=== DATA TO PROCESS ===
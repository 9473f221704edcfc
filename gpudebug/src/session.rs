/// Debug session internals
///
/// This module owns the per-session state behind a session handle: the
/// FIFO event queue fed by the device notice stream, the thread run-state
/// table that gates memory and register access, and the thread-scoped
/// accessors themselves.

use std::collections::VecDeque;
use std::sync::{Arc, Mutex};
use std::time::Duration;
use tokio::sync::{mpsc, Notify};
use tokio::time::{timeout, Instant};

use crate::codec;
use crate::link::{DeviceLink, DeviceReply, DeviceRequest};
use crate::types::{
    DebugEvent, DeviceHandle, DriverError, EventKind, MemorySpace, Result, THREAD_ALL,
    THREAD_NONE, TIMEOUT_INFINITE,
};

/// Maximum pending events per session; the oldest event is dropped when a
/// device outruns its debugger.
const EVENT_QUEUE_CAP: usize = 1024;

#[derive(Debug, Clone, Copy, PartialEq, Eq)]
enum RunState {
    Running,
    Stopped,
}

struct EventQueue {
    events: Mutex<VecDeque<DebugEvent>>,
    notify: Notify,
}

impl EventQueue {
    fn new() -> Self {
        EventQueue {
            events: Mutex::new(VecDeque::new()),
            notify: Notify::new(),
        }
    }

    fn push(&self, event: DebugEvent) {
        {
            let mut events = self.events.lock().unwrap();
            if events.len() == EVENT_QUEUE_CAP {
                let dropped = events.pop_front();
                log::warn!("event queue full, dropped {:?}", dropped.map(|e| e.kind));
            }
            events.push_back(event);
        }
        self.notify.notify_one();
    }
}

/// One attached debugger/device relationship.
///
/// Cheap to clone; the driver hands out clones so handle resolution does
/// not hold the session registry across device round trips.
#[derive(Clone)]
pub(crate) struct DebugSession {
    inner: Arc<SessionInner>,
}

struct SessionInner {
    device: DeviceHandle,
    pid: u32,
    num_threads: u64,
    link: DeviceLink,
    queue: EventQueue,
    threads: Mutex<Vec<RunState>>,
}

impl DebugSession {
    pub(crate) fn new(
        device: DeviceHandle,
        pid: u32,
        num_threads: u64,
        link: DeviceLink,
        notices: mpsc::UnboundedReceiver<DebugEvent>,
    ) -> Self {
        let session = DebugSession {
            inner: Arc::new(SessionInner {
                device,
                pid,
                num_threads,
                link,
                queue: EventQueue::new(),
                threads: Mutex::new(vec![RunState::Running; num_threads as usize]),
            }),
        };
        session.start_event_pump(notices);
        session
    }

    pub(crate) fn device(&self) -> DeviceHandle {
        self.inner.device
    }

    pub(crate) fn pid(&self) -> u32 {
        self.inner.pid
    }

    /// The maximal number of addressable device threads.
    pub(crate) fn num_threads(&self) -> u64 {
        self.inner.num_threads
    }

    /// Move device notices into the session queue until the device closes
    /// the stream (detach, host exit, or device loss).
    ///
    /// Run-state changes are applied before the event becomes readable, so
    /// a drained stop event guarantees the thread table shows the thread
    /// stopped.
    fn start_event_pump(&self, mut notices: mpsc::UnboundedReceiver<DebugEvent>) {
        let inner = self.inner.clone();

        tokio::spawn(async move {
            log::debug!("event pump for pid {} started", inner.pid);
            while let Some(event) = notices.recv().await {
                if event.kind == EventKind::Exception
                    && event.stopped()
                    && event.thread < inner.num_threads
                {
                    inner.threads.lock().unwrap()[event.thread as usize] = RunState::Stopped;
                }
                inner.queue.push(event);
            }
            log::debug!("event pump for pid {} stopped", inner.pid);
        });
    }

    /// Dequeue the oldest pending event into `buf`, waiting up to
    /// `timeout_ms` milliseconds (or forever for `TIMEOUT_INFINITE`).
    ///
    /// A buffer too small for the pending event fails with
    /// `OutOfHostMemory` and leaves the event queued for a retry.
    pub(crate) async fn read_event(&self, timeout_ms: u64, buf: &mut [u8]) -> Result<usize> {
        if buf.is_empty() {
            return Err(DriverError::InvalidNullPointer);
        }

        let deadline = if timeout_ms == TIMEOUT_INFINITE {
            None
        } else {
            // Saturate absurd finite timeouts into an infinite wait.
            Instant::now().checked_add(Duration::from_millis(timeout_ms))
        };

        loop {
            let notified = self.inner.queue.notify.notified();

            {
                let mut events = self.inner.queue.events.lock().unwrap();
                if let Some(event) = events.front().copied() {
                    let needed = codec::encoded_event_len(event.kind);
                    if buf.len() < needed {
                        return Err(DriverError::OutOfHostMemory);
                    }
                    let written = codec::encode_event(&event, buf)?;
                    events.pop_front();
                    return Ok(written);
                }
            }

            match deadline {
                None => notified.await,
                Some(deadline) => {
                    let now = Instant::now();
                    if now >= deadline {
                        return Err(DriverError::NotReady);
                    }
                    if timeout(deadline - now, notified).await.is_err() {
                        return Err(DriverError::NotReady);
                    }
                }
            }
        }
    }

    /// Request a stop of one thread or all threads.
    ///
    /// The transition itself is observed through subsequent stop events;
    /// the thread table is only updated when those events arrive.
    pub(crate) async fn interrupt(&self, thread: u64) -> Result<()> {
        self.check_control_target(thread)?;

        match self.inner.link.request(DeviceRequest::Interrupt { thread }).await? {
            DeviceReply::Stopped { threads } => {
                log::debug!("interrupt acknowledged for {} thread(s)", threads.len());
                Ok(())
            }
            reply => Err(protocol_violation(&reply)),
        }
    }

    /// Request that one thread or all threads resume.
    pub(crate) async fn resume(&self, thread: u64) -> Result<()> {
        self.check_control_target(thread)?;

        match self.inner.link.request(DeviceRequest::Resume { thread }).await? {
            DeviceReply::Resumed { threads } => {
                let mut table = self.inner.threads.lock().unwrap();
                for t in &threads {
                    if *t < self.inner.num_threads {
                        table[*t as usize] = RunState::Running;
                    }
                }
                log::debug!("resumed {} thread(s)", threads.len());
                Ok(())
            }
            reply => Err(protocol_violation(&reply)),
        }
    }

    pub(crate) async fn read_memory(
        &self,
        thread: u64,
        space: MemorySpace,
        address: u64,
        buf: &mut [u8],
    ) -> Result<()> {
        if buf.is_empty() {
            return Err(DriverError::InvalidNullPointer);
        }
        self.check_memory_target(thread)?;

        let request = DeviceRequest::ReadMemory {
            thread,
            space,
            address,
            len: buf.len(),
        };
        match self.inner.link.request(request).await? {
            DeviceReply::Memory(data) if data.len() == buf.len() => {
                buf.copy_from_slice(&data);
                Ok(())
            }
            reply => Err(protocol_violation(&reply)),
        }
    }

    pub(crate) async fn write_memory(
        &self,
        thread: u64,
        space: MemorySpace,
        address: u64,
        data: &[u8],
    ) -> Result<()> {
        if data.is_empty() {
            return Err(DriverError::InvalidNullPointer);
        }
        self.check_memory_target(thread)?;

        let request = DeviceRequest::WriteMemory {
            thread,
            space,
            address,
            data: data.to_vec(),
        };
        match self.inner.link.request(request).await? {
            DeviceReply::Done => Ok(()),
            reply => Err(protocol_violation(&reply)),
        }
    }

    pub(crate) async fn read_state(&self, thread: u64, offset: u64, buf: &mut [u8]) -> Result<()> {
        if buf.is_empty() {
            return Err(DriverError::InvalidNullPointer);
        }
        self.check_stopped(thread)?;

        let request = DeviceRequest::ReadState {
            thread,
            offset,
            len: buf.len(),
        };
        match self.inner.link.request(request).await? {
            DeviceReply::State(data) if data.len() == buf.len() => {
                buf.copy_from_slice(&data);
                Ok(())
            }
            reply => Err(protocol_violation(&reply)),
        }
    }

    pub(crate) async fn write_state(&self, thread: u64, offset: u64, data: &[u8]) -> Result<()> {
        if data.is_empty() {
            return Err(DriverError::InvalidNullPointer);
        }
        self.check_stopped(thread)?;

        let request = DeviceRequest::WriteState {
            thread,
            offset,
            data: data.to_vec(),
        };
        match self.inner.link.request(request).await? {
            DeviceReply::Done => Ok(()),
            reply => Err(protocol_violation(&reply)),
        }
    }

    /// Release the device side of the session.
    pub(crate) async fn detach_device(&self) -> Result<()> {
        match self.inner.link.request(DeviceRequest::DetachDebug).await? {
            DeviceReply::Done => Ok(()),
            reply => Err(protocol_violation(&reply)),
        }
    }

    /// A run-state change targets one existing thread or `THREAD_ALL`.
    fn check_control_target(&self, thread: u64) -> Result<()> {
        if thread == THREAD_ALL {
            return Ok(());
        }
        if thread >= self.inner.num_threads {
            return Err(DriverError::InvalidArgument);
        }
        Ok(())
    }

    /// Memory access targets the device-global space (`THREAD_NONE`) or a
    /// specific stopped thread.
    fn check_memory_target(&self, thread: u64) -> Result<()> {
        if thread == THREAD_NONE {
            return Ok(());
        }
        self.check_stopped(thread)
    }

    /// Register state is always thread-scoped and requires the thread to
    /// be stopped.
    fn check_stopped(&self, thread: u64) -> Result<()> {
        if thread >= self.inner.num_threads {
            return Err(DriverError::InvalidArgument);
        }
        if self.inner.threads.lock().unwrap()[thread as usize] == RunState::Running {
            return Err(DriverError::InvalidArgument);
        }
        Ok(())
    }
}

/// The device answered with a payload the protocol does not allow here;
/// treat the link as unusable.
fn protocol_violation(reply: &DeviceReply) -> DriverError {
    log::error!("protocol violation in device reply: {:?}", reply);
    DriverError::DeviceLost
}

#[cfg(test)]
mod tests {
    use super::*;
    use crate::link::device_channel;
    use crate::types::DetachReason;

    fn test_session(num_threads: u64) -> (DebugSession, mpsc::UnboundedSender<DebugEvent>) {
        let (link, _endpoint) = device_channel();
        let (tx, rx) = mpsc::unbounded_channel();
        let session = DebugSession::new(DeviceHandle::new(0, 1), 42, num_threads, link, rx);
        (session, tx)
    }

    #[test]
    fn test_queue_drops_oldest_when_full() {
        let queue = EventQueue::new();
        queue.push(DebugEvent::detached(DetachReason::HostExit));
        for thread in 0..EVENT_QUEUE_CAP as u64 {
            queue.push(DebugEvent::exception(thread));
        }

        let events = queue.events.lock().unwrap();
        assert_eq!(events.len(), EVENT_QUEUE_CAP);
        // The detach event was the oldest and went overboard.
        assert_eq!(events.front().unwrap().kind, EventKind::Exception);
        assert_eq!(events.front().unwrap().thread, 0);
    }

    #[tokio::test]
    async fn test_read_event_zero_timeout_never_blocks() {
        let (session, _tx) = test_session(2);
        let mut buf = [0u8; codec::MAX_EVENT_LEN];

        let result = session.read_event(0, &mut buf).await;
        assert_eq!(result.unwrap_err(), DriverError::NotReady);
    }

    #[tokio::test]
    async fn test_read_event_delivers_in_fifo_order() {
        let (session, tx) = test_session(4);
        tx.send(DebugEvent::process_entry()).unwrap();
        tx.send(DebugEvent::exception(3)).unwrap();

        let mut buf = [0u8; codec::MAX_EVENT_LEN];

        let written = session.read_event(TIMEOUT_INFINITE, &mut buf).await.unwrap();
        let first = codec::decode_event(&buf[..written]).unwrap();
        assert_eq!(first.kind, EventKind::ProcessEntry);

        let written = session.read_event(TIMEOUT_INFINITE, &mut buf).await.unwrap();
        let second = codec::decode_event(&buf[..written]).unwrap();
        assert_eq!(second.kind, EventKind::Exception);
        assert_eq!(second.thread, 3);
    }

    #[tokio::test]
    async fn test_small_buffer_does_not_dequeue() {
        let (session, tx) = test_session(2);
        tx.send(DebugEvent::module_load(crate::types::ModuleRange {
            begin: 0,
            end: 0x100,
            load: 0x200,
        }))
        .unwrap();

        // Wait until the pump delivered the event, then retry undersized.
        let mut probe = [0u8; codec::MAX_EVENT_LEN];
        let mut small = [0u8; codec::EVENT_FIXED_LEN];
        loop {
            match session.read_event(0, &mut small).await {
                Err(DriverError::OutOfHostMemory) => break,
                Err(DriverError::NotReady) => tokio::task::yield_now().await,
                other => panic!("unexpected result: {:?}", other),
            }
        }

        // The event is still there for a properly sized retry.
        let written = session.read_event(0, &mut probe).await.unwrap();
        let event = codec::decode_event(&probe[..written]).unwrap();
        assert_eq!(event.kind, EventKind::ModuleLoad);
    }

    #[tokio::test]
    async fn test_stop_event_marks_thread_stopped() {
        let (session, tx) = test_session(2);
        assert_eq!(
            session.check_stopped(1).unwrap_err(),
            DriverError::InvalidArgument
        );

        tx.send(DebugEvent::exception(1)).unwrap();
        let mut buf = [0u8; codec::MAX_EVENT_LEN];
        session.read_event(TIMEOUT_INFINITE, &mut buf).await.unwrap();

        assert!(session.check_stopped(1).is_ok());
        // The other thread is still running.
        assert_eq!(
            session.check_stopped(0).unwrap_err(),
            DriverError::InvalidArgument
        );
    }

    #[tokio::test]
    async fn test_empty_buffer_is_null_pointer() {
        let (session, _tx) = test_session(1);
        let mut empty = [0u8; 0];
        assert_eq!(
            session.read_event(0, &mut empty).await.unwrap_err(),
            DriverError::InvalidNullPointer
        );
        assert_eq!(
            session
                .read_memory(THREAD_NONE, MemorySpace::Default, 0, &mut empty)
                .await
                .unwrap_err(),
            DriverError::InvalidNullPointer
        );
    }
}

=== YOUR GOAL ===
In the entries above, tally the lines containing the word "UnboundedReceiver" and return only the tally.

=== RESULT BELOW ===
2